Um componente que pesa na luta ferrenha que se desenrola nos bastidores é o vice de Castro, Thiago Pampolha (MDB), com quem ele mal trocava um “oi” até outro dia e, como todos no palácio bem sabem, quer, também ele, ter o leme do estado em suas mãos no não tão longínquo assim 2026. A atmosfera entre os dois melhorou e, sob essa nova moldura, tudo o que o governador não deseja é que Pampolha se una a Bacellar, outro que vivia colado a Castro, mas, sob as elevadas temperaturas locais, agora faz de tudo para travar os planos do antigo aliado — e o faz com vigor.
No tabuleiro estadual, Bacellar virou um adversário poderoso e bem articulado. Na Assembleia, deixou correr uma CPI montada para investigar irregularidades nas engrenagens do governo de Castro, autorizando a convocação de membros do alto escalão. Após um período de não disfarçada hostilidade, os dois políticos acertaram uma certa trégua, selada pelo presidente nacional do União Brasil, Antonio Rueda, que defende a candidatura de Bacellar para 2026. Se de um lado do ringue a ruidosa comissão parlamentar deu uma amainada, de outro, em troca, abriu-se o caminho para Bacellar alçar um nome de sua confiança ao Tribunal de Contas do Estado, um espaço disputado com unhas e dentes que terá de ser preenchido em maio de 2025.

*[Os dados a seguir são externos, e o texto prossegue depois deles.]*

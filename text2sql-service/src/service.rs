//! 问答流程服务模块

use std::sync::Arc;
use std::time::Instant;

use common::errors::AppResult;
use common::models::ask::{AskResponse, GeneratedQuery};

use crate::executor::QueryExecutor;
use crate::generator::QueryGenerator;

/// Question → SQL → result pipeline.
pub struct Text2SqlService {
    generator: QueryGenerator,
    executor: Arc<QueryExecutor>,
}

impl Text2SqlService {
    /// 创建新的服务实例
    pub fn new(generator: QueryGenerator, executor: Arc<QueryExecutor>) -> Self {
        Self { generator, executor }
    }

    /// 仅生成 SQL，不执行
    pub async fn generate(&self, question: &str) -> AppResult<GeneratedQuery> {
        let sql = self.generator.generate_sql(question).await?;
        Ok(GeneratedQuery {
            question: question.to_string(),
            sql,
        })
    }

    /// 生成 SQL 并执行
    ///
    /// Fails only when generation fails; execution problems are reported
    /// inside the returned outcome.
    pub async fn ask(&self, question: &str) -> AppResult<AskResponse> {
        let start = Instant::now();
        let GeneratedQuery { question, sql } = self.generate(question).await?;
        let outcome = self.executor.execute(&sql).await;
        let execution_time_ms = start.elapsed().as_millis() as u64;

        tracing::info!(
            elapsed_ms = execution_time_ms,
            failed = outcome.is_failed(),
            "question answered"
        );

        Ok(AskResponse {
            question,
            sql,
            outcome,
            execution_time_ms,
        })
    }
}
//! Question-to-SQL models.

use serde::{Deserialize, Serialize};
use utoipa::ToSchema;

use super::query::ExecutionOutcome;

/// A natural-language question. Taken verbatim, no length limit.
#[derive(Debug, Clone, Serialize, Deserialize, ToSchema)]
pub struct AskRequest {
    #[serde(default)]
    pub question: String,
}

/// SQL produced by the model for a question.
#[derive(Debug, Clone, Serialize, Deserialize, ToSchema)]
pub struct GeneratedQuery {
    pub question: String,
    /// Model output, trimmed of surrounding whitespace.
    pub sql: String,
}

/// Full answer: the generated SQL and what running it produced.
#[derive(Debug, Clone, Serialize, Deserialize, ToSchema)]
pub struct AskResponse {
    pub question: String,
    pub sql: String,
    pub outcome: ExecutionOutcome,
    /// Wall time for generation plus execution.
    pub execution_time_ms: u64,
}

A definição para o comando da Assembleia Legislativa vem chacoalhando o xadrez fluminense. Paes (que aliás também não cumprimenta o próprio vice) já iniciou um movimento para articular uma chapa alternativa à de Bacellar, enquanto Castro faz o que pode para manter a cabeça fora d’água e deixar o governo sem tantos arranhões. No meio do fogo cruzado, a população, que nada tem a ver com o espírito belicoso de seus líderes, torce para que a vida melhore.